9 Crucial Questions Every Investor Needs to Ask
Investing is a skill, and like any other skill, it can be learned. However, with seemingly limitless investment vehicles in the market, it can be tough to ascertain the right way forward. From real estate to stocks and bonds, there are a number of options to choose from. Each of these caters to a specific need and goal. Hence, you may often wonder which route to take and how and where to invest your money.
These investment questions are bound to arise in your investment journey. However, it is important to make the best decisions that will help you achieve your financial goals. This can be achieved with a solid foundation and complete clarity of the basics of investing. After all, understanding yourself as an investor marks the difference between being prudent and simply speculating with your money. Consider consulting with a professional financial advisor who can help create a financial plan and investment portfolio for you to achieve your financial needs and goals.
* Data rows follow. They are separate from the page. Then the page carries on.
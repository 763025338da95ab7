//! 连接类型、断开原因与握手错误码

use std::fmt;
use std::str::FromStr;

use serde::{Deserialize, Serialize};

/// Transport backing a connection.
#[derive(Debug, Clone, Copy, PartialEq, Eq, Hash, Serialize, Deserialize)]
pub enum ConnectionType {
    WebsocketClient,
    WebsocketServer,
    Webrtc,
    Simulator,
    /// Placeholder waiting for the real transport.
    Deferred,
}

impl fmt::Display for ConnectionType {
    fn fmt(&self, f: &mut fmt::Formatter<'_>) -> fmt::Result {
        let name = match self {
            ConnectionType::WebsocketClient => "websocket-client",
            ConnectionType::WebsocketServer => "websocket-server",
            ConnectionType::Webrtc => "webrtc",
            ConnectionType::Simulator => "simulator",
            ConnectionType::Deferred => "deferred",
        };
        f.write_str(name)
    }
}

/// 连接断开原因
#[derive(Debug, Clone, Copy, PartialEq, Eq, Hash, Serialize, Deserialize)]
pub enum DisconnectReason {
    /// Closed locally or by the remote side without a specific reason.
    Closed,
    /// The transport never became writable within the dial deadline.
    DeadConnection,
    DuplicateConnection,
    InvalidVersion,
    InvalidTargetPeerDescriptor,
    HandshakeTimeout,
    ProtocolViolation,
    TransportError,
    Other,
}

impl DisconnectReason {
    /// Stable wire code, also used as the WebSocket close-frame reason.
    pub fn as_str(&self) -> &'static str {
        match self {
            DisconnectReason::Closed => "CLOSED",
            DisconnectReason::DeadConnection => "DEAD_CONNECTION",
            DisconnectReason::DuplicateConnection => "DUPLICATE_CONNECTION",
            DisconnectReason::InvalidVersion => "INVALID_VERSION",
            DisconnectReason::InvalidTargetPeerDescriptor => "INVALID_TARGET_PEER_DESCRIPTOR",
            DisconnectReason::HandshakeTimeout => "HANDSHAKE_TIMEOUT",
            DisconnectReason::ProtocolViolation => "PROTOCOL_VIOLATION",
            DisconnectReason::TransportError => "TRANSPORT_ERROR",
            DisconnectReason::Other => "OTHER",
        }
    }

    /// Reasons produced by a failed handshake.
    pub fn is_handshake_rejection(&self) -> bool {
        matches!(
            self,
            DisconnectReason::DuplicateConnection
                | DisconnectReason::InvalidVersion
                | DisconnectReason::InvalidTargetPeerDescriptor
        )
    }
}

impl fmt::Display for DisconnectReason {
    fn fmt(&self, f: &mut fmt::Formatter<'_>) -> fmt::Result {
        f.write_str(self.as_str())
    }
}

impl FromStr for DisconnectReason {
    type Err = ();

    fn from_str(s: &str) -> Result<Self, Self::Err> {
        let reason = match s {
            "CLOSED" => DisconnectReason::Closed,
            "DEAD_CONNECTION" => DisconnectReason::DeadConnection,
            "DUPLICATE_CONNECTION" => DisconnectReason::DuplicateConnection,
            "INVALID_VERSION" => DisconnectReason::InvalidVersion,
            "INVALID_TARGET_PEER_DESCRIPTOR" => DisconnectReason::InvalidTargetPeerDescriptor,
            "HANDSHAKE_TIMEOUT" => DisconnectReason::HandshakeTimeout,
            "PROTOCOL_VIOLATION" => DisconnectReason::ProtocolViolation,
            "TRANSPORT_ERROR" => DisconnectReason::TransportError,
            "OTHER" => DisconnectReason::Other,
            _ => return Err(()),
        };
        Ok(reason)
    }
}

/// Rejection code carried by a handshake response.
#[derive(Debug, Clone, Copy, PartialEq, Eq, Hash, Serialize, Deserialize)]
pub enum HandshakeError {
    DuplicateConnection,
    InvalidVersion,
    InvalidTargetPeerDescriptor,
    Other,
}

impl From<HandshakeError> for DisconnectReason {
    fn from(error: HandshakeError) -> Self {
        match error {
            HandshakeError::DuplicateConnection => DisconnectReason::DuplicateConnection,
            HandshakeError::InvalidVersion => DisconnectReason::InvalidVersion,
            HandshakeError::InvalidTargetPeerDescriptor => DisconnectReason::InvalidTargetPeerDescriptor,
            HandshakeError::Other => DisconnectReason::Other,
        }
    }
}

impl fmt::Display for HandshakeError {
    fn fmt(&self, f: &mut fmt::Formatter<'_>) -> fmt::Result {
        DisconnectReason::from(*self).fmt(f)
    }
}

#[cfg(test)]
mod tests {
    use super::*;

    #[test]
    fn test_reason_codes_parse_back() {
        for reason in [
            DisconnectReason::Closed,
            DisconnectReason::DeadConnection,
            DisconnectReason::DuplicateConnection,
            DisconnectReason::InvalidTargetPeerDescriptor,
            DisconnectReason::Other,
        ] {
            assert_eq!(reason.as_str().parse::<DisconnectReason>(), Ok(reason));
        }
        assert!("NOPE".parse::<DisconnectReason>().is_err());
    }

    #[test]
    fn test_handshake_error_maps_to_reason() {
        let reason: DisconnectReason = HandshakeError::DuplicateConnection.into();
        assert_eq!(reason, DisconnectReason::DuplicateConnection);
        assert!(reason.is_handshake_rejection());
        assert!(!DisconnectReason::from(HandshakeError::Other).is_handshake_rejection());
    }
}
Here are 9 questions to ask your advisor when investing
1. How much of my income should be going into investments?
The answer depends on factors like demographics, tax brackets, and your financial situation. According to most experts, investing a fixed percentage of your post-tax income is the right way to go. Ideally, this can be anywhere between 15% and 25% of the amount, but it can look different based on your debts and other financial obligations. For some people, even 10% can seem like a lot when starting out or burdened with responsibilities. In this situation, it’s important to think of investing as a habit and decide on any amount that’s feasible for you to invest every month. Even a small amount invested with consistency can yield a significant return, thanks to the power of compounding. Typically, setting a monthly investment amount requires you to calculate non-negotiable expenses such as bills, fees, rent, debt repayments, and so on. Of the remaining amount, you can set aside a percentage for your emergency fund in case it holds less than three to six months of your salary. With the leftover funds, you can aim to prioritize investments over your wants. At the end of the day, knowing how much to invest is all about balancing your financial priorities.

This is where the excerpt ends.